* **How to complete this task**: Which lines run from the one containing "pub struct LoginRequest" to the end of the entries? Copy them exactly, both ends included, and give nothing else.

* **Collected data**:
══════════

/// Login credentials submitted by the client.
///
/// Both fields default to empty so an absent field and an empty field take
/// the same rejection path.
#[derive(Debug, Default, serde::Deserialize)]
#[serde(default)]
pub struct LoginRequest {
    pub username: String,
    pub password: String,
}

impl LoginRequest {
    /// Parse a raw request body. Malformed JSON or a non-object body is
    /// treated the same as missing fields; it never aborts the request.
    ///
    /// Only a JSON object counts as credentials. Serde would otherwise fill
    /// the fields positionally from an array body.
    pub fn from_body(raw: &[u8]) -> Self {
        match serde_json::from_slice::<serde_json::Value>(raw) {
            Ok(value) if value.is_object() => serde_json::from_value(value).unwrap_or_default(),
            _ => Self::default(),
        }
    }
}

══════════

* **Task output**:
pub struct LoginRequest {
    pub username: String,
    pub password: String,
}

impl LoginRequest {
    /// Parse a raw request body. Malformed JSON or a non-object body is
    /// treated the same as missing fields; it never aborts the request.
    ///
    /// Only a JSON object counts as credentials. Serde would otherwise fill
    /// the fields positionally from an array body.
    pub fn from_body(raw: &[u8]) -> Self {
        match serde_json::from_slice::<serde_json::Value>(raw) {
            Ok(value) if value.is_object() => serde_json::from_value(value).unwrap_or_default(),
            _ => Self::default(),
        }
    }
}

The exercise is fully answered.